Legislative Council - Fifty-Fourth Parliament, Second Session (54-2)
2022-02-09 Daily Xml

Contents

Endometriosis

The Hon. T.A. FRANKS (15:38): I rise today to talk about the struggle that many women, and people assigned female at birth, go through to have their pain taken seriously, and why we as a state need to urgently address this. I particularly want to highlight this as we go towards March, which is endometriosis awareness month. Endo is as common as asthma or diabetes. It affects one in every nine people born with a uterus.

What is predominantly women's pain has been largely ignored, and continues to be discounted, and where it has been recognised it often has not been prioritised, with comparatively little research, funding, specialists or treatment options. Often, even after diagnosis, many women have to continually fight with healthcare providers to have their condition understood, sometimes even having to explain to their doctors what endometriosis is.

Currently, the wait on average for a diagnosis of endometriosis is a little between eight to nine years—not months, but years. It can only be confirmed through laparoscopic surgery and often girls are told they are 'just unlucky' or they have 'bad period pain' and are made to feel that they are exaggerating the severity of the pain they are feeling.

Endometriosis is a condition where tissue that is the same as the lining of the uterus grows outside the uterus. It can grow in the pelvis, ovaries, fallopian tubes, bladder or bowel, or elsewhere in the body. There have even been cases where endometriosis has been found in the brain. It is a whole-body disease. Endometriosis means that when a woman has her period, that tissue acts as it normally would, bleeding with each cycle into the body which causes inflammation and pain.

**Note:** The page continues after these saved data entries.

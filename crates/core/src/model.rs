//! Shared station data types.
//!
//! `RawStationReading` is what a fetcher hands over after normalizing its
//! upstream schema; `ReconciledStation` is the canonical per-station record
//! served to callers. Field names at the JSON boundary stay camelCase to match
//! what existing consumers already read.

use chrono::{DateTime, Utc};
use serde::{Deserialize, Serialize};
use std::fmt;

/// Upstream data feed identifier.
#[derive(Debug, Clone, Copy, PartialEq, Eq, Hash, Serialize, Deserialize)]
#[serde(rename_all = "lowercase")]
pub enum SourceTag {
    /// Source A, the primary feed.
    Hydro,
    /// Source B.
    Hydro2,
}

impl SourceTag {
    pub const ALL: [SourceTag; 2] = [SourceTag::Hydro, SourceTag::Hydro2];

    pub fn as_str(&self) -> &'static str {
        match self {
            SourceTag::Hydro => "hydro",
            SourceTag::Hydro2 => "hydro2",
        }
    }

    pub fn parse(s: &str) -> Option<Self> {
        match s {
            "hydro" => Some(SourceTag::Hydro),
            "hydro2" => Some(SourceTag::Hydro2),
            _ => None,
        }
    }
}

impl fmt::Display for SourceTag {
    fn fmt(&self, f: &mut fmt::Formatter<'_>) -> fmt::Result {
        f.write_str(self.as_str())
    }
}

/// WGS84 position of a gauge.
#[derive(Debug, Clone, Copy, PartialEq, Serialize, Deserialize)]
pub struct Coordinates {
    pub latitude: f64,
    pub longitude: f64,
}

impl Coordinates {
    pub fn new(latitude: f64, longitude: f64) -> Self {
        Self { latitude, longitude }
    }

    /// Finite, within WGS84 bounds, and not the 0/0 placeholder some feeds emit.
    pub fn is_usable(&self) -> bool {
        self.latitude.is_finite()
            && self.longitude.is_finite()
            && (-90.0..=90.0).contains(&self.latitude)
            && (-180.0..=180.0).contains(&self.longitude)
            && !(self.latitude == 0.0 && self.longitude == 0.0)
    }
}

/// Which feed (or pin) supplied a station's coordinates.
#[derive(Debug, Clone, Copy, PartialEq, Eq, Serialize, Deserialize)]
#[serde(rename_all = "lowercase")]
pub enum CoordinateSource {
    Hydro,
    Hydro2,
    Pinned,
}

impl From<SourceTag> for CoordinateSource {
    fn from(tag: SourceTag) -> Self {
        match tag {
            SourceTag::Hydro => CoordinateSource::Hydro,
            SourceTag::Hydro2 => CoordinateSource::Hydro2,
        }
    }
}

/// Coordinates known from an earlier snapshot or from the station store.
#[derive(Debug, Clone, Copy, PartialEq, Serialize, Deserialize)]
pub struct PinnedCoordinates {
    pub coordinates: Coordinates,
    /// Set when a person confirmed the position; verified pins beat upstream values.
    pub verified: bool,
}

/// One station's reading as delivered by a single upstream feed.
#[derive(Debug, Clone, PartialEq, Serialize, Deserialize)]
pub struct RawStationReading {
    pub id: String,
    pub name: String,
    pub river: Option<String>,
    pub voivodeship: Option<String>,
    /// Water level in centimetres.
    pub water_level: Option<f64>,
    pub water_level_at: Option<DateTime<Utc>>,
    /// Flow rate in m³/s.
    pub flow: Option<f64>,
    pub flow_at: Option<DateTime<Utc>>,
    pub coordinates: Option<Coordinates>,
    pub source: SourceTag,
}

impl RawStationReading {
    /// Bare reading with only identity fields filled in.
    pub fn new(id: impl Into<String>, name: impl Into<String>, source: SourceTag) -> Self {
        Self {
            id: id.into(),
            name: name.into(),
            river: None,
            voivodeship: None,
            water_level: None,
            water_level_at: None,
            flow: None,
            flow_at: None,
            coordinates: None,
            source,
        }
    }

    pub fn with_water_level(mut self, level: f64, at: DateTime<Utc>) -> Self {
        self.water_level = Some(level);
        self.water_level_at = Some(at);
        self
    }

    pub fn with_flow(mut self, flow: f64, at: DateTime<Utc>) -> Self {
        self.flow = Some(flow);
        self.flow_at = Some(at);
        self
    }

    pub fn with_river(mut self, river: impl Into<String>) -> Self {
        self.river = Some(river.into());
        self
    }

    pub fn with_coordinates(mut self, latitude: f64, longitude: f64) -> Self {
        self.coordinates = Some(Coordinates::new(latitude, longitude));
        self
    }
}

#[derive(Debug, Clone, Copy, PartialEq, Eq, Serialize, Deserialize)]
#[serde(rename_all = "lowercase")]
pub enum DataFreshness {
    Fresh,
    Stale,
}

#[derive(Debug, Clone, Copy, PartialEq, Eq, Serialize, Deserialize)]
#[serde(rename_all = "lowercase")]
pub enum AlarmStatus {
    Normal,
    Warning,
    Alarm,
    Unknown,
}

/// Canonical, deduplicated record for one physical station.
#[derive(Debug, Clone, PartialEq, Serialize, Deserialize)]
#[serde(rename_all = "camelCase")]
pub struct ReconciledStation {
    pub id: String,
    pub name: String,
    pub river: Option<String>,
    pub voivodeship: Option<String>,
    pub coordinates: Option<Coordinates>,
    pub coordinates_source: Option<CoordinateSource>,
    pub coordinates_verified: bool,
    pub water_level: Option<f64>,
    pub water_level_date: Option<DateTime<Utc>>,
    pub water_level_source: Option<SourceTag>,
    pub flow: Option<f64>,
    pub flow_date: Option<DateTime<Utc>>,
    pub flow_source: Option<SourceTag>,
    pub data_freshness: DataFreshness,
    pub hours_old: Option<f64>,
    /// Feed that won the primary (water level) reading.
    pub source: SourceTag,
    pub alarm_status: AlarmStatus,
    pub alarm_message: String,
    pub warning_level: Option<f64>,
    pub alarm_level: Option<f64>,
}

impl ReconciledStation {
    pub fn has_usable_coordinates(&self) -> bool {
        self.coordinates.is_some_and(|c| c.is_usable())
    }
}

/// Projection of a station for spatial display.
#[derive(Debug, Clone, PartialEq, Serialize, Deserialize)]
#[serde(rename_all = "camelCase")]
pub struct MapStation {
    pub id: String,
    pub name: String,
    pub river: Option<String>,
    pub latitude: f64,
    pub longitude: f64,
    pub water_level: Option<f64>,
    pub water_level_date: Option<DateTime<Utc>>,
    pub data_freshness: DataFreshness,
    pub alarm_status: AlarmStatus,
    pub source: SourceTag,
}

impl MapStation {
    /// Returns `None` for stations without usable coordinates.
    pub fn from_station(station: &ReconciledStation) -> Option<Self> {
        let coords = station.coordinates.filter(Coordinates::is_usable)?;
        Some(Self {
            id: station.id.clone(),
            name: station.name.clone(),
            river: station.river.clone(),
            latitude: coords.latitude,
            longitude: coords.longitude,
            water_level: station.water_level,
            water_level_date: station.water_level_date,
            data_freshness: station.data_freshness,
            alarm_status: station.alarm_status,
            source: station.source,
        })
    }
}

/// Alarm thresholds for one station, in centimetres.
#[derive(Debug, Clone, Copy, Default, PartialEq, Serialize, Deserialize)]
pub struct StationThresholds {
    pub warning_level: Option<f64>,
    pub alarm_level: Option<f64>,
}

#[derive(Debug, Clone, Copy, Default, PartialEq, Eq, Serialize, Deserialize)]
pub struct SourceCounts {
    pub hydro: usize,
    pub hydro2: usize,
}

#[derive(Debug, Clone, Copy, Default, PartialEq, Eq, Serialize, Deserialize)]
pub struct AlarmCounts {
    pub normal: usize,
    pub warning: usize,
    pub alarm: usize,
    pub unknown: usize,
}

/// Aggregate counts over a reconciled station list.
#[derive(Debug, Clone, Default, PartialEq, Serialize, Deserialize)]
#[serde(rename_all = "camelCase")]
pub struct StationStats {
    pub total: usize,
    pub fresh: usize,
    pub stale: usize,
    pub by_source: SourceCounts,
    pub with_coordinates: usize,
    /// Percentage of stations with usable coordinates, one decimal.
    pub coordinate_coverage: f64,
    pub average_hours_old: Option<f64>,
    pub by_alarm_status: AlarmCounts,
}

impl StationStats {
    /// Single pass over the list.
    pub fn from_stations(stations: &[ReconciledStation]) -> Self {
        let mut stats = StationStats::default();
        let mut age_sum = 0.0;
        let mut aged = 0usize;

        for station in stations {
            stats.total += 1;
            match station.data_freshness {
                DataFreshness::Fresh => stats.fresh += 1,
                DataFreshness::Stale => stats.stale += 1,
            }
            match station.source {
                SourceTag::Hydro => stats.by_source.hydro += 1,
                SourceTag::Hydro2 => stats.by_source.hydro2 += 1,
            }
            match station.alarm_status {
                AlarmStatus::Normal => stats.by_alarm_status.normal += 1,
                AlarmStatus::Warning => stats.by_alarm_status.warning += 1,
                AlarmStatus::Alarm => stats.by_alarm_status.alarm += 1,
                AlarmStatus::Unknown => stats.by_alarm_status.unknown += 1,
            }
            if station.has_usable_coordinates() {
                stats.with_coordinates += 1;
            }
            if let Some(hours) = station.hours_old {
                age_sum += hours;
                aged += 1;
            }
        }

        if stats.total > 0 {
            stats.coordinate_coverage = round1(stats.with_coordinates as f64 * 100.0 / stats.total as f64);
        }
        if aged > 0 {
            stats.average_hours_old = Some(round1(age_sum / aged as f64));
        }

        stats
    }
}

pub(crate) fn round1(value: f64) -> f64 {
    (value * 10.0).round() / 10.0
}

#[cfg(test)]
mod tests {
    use super::*;
    use chrono::TimeZone;

    fn station(id: &str, freshness: DataFreshness, source: SourceTag, coords: Option<Coordinates>) -> ReconciledStation {
        ReconciledStation {
            id: id.to_string(),
            name: format!("Station {id}"),
            river: Some("Wisła".to_string()),
            voivodeship: None,
            coordinates: coords,
            coordinates_source: coords.map(|_| CoordinateSource::from(source)),
            coordinates_verified: false,
            water_level: Some(200.0),
            water_level_date: Some(Utc.with_ymd_and_hms(2024, 5, 1, 12, 0, 0).unwrap()),
            water_level_source: Some(source),
            flow: None,
            flow_date: None,
            flow_source: None,
            data_freshness: freshness,
            hours_old: Some(if freshness == DataFreshness::Fresh { 1.0 } else { 10.0 }),
            source,
            alarm_status: AlarmStatus::Unknown,
            alarm_message: String::new(),
            warning_level: None,
            alarm_level: None,
        }
    }

    #[test]
    fn test_coordinates_usable() {
        assert!(Coordinates::new(52.23, 21.01).is_usable());
        assert!(!Coordinates::new(0.0, 0.0).is_usable());
        assert!(!Coordinates::new(91.0, 21.0).is_usable());
        assert!(!Coordinates::new(f64::NAN, 21.0).is_usable());
    }

    #[test]
    fn test_source_tag_roundtrip_names() {
        for tag in SourceTag::ALL {
            assert_eq!(SourceTag::parse(tag.as_str()), Some(tag));
        }
        assert_eq!(SourceTag::parse("merged"), None);
        assert_eq!(serde_json::to_string(&SourceTag::Hydro2).unwrap(), "\"hydro2\"");
    }

    #[test]
    fn test_reconciled_station_uses_camel_case() {
        let json = serde_json::to_value(station("1", DataFreshness::Fresh, SourceTag::Hydro, None)).unwrap();
        assert!(json.get("dataFreshness").is_some());
        assert!(json.get("hoursOld").is_some());
        assert!(json.get("alarmStatus").is_some());
        assert_eq!(json["dataFreshness"], "fresh");
    }

    #[test]
    fn test_map_station_requires_coordinates() {
        let without = station("1", DataFreshness::Fresh, SourceTag::Hydro, None);
        assert!(MapStation::from_station(&without).is_none());

        let zero = station("2", DataFreshness::Fresh, SourceTag::Hydro, Some(Coordinates::new(0.0, 0.0)));
        assert!(MapStation::from_station(&zero).is_none());

        let with = station("3", DataFreshness::Stale, SourceTag::Hydro2, Some(Coordinates::new(50.06, 19.94)));
        let map = MapStation::from_station(&with).unwrap();
        assert_eq!(map.latitude, 50.06);
        assert_eq!(map.source, SourceTag::Hydro2);
    }

    #[test]
    fn test_station_stats_single_pass() {
        let stations = vec![
            station("1", DataFreshness::Fresh, SourceTag::Hydro, Some(Coordinates::new(50.0, 20.0))),
            station("2", DataFreshness::Stale, SourceTag::Hydro2, None),
            station("3", DataFreshness::Fresh, SourceTag::Hydro2, Some(Coordinates::new(51.0, 19.0))),
            station("4", DataFreshness::Fresh, SourceTag::Hydro, None),
        ];

        let stats = StationStats::from_stations(&stations);
        assert_eq!(stats.total, 4);
        assert_eq!(stats.fresh, 3);
        assert_eq!(stats.stale, 1);
        assert_eq!(stats.by_source, SourceCounts { hydro: 2, hydro2: 2 });
        assert_eq!(stats.with_coordinates, 2);
        assert_eq!(stats.coordinate_coverage, 50.0);
        assert_eq!(stats.average_hours_old, Some(3.3));
        assert_eq!(stats.by_alarm_status.unknown, 4);
    }

    #[test]
    fn test_station_stats_empty() {
        let stats = StationStats::from_stations(&[]);
        assert_eq!(stats.total, 0);
        assert_eq!(stats.coordinate_coverage, 0.0);
        assert!(stats.average_hours_old.is_none());
    }
}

Endometriosis can appear as a small bleb, a lump surrounded by scarring or as an adhesion, holding two organs together. For some women, it takes so long to get a diagnosis and to have their pain taken seriously that they have organs fused together or are so scarred that parts of those organs need to be surgically removed. Many women who are eventually diagnosed with endometriosis have to jump over so many hurdles and are told as they raise concerns about their health that it is all in their head and that they have a mental health condition, not this physical one.

When they finally are correctly diagnosed and have surgery to treat their endometriosis, that surgery to remove endometriosis is not a catchall solution. It is estimated that about 21.5 per cent of patients will have the disease recur at about two years post surgery and somewhere between 40 and 50 per cent will have it come back in five years. Despite a successful surgery, at least 20 per cent of women will return after surgery with the same levels of pain.

What this means for those women is that they cannot go to work, cannot go to school and, because of the pain that this causes, their lives are limited. In fact, studies have shown the lost productivity in women with endometriosis is equivalent to 11 working hours per woman per week. The impact of endometriosis on families, workplaces and relationships is substantial and is, of course, coupled with those economic implications.

At present, there is no cure. There are no substantive physical prevention methods for either endometriosis or persistent pain and, although early intervention can lessen its impact, the exact cause of endometriosis is still not known. Research and treatment options continue to be limited, underfunded and not prioritised. We cannot continue to stand by while so many people in our community are in long-term pain from a condition that has no definitive cause, that is grossly misunderstood and for which there is no current cure.

The Greens therefore call for our state to establish a centre of expertise in specialised endometriosis and chronic pelvic pain diagnosis, treatment and management in our state. It is something that we can look to Victoria as leading the way. With so many affected by this pelvic pain and endometriosis, we need to have more options.

When the tired old myths are pushed out about its cures, we need trained health practitioners in South Australia so that patients can easily access that interdisciplinary and holistic care. We need the education that a specialist centre will provide. We need friends of endo, endo friendos, to raise awareness, provide earlier information and hopefully earlier diagnosis and to ensure that so many suffering in silence right now do not suffer needlessly and that we do all that we can to help them.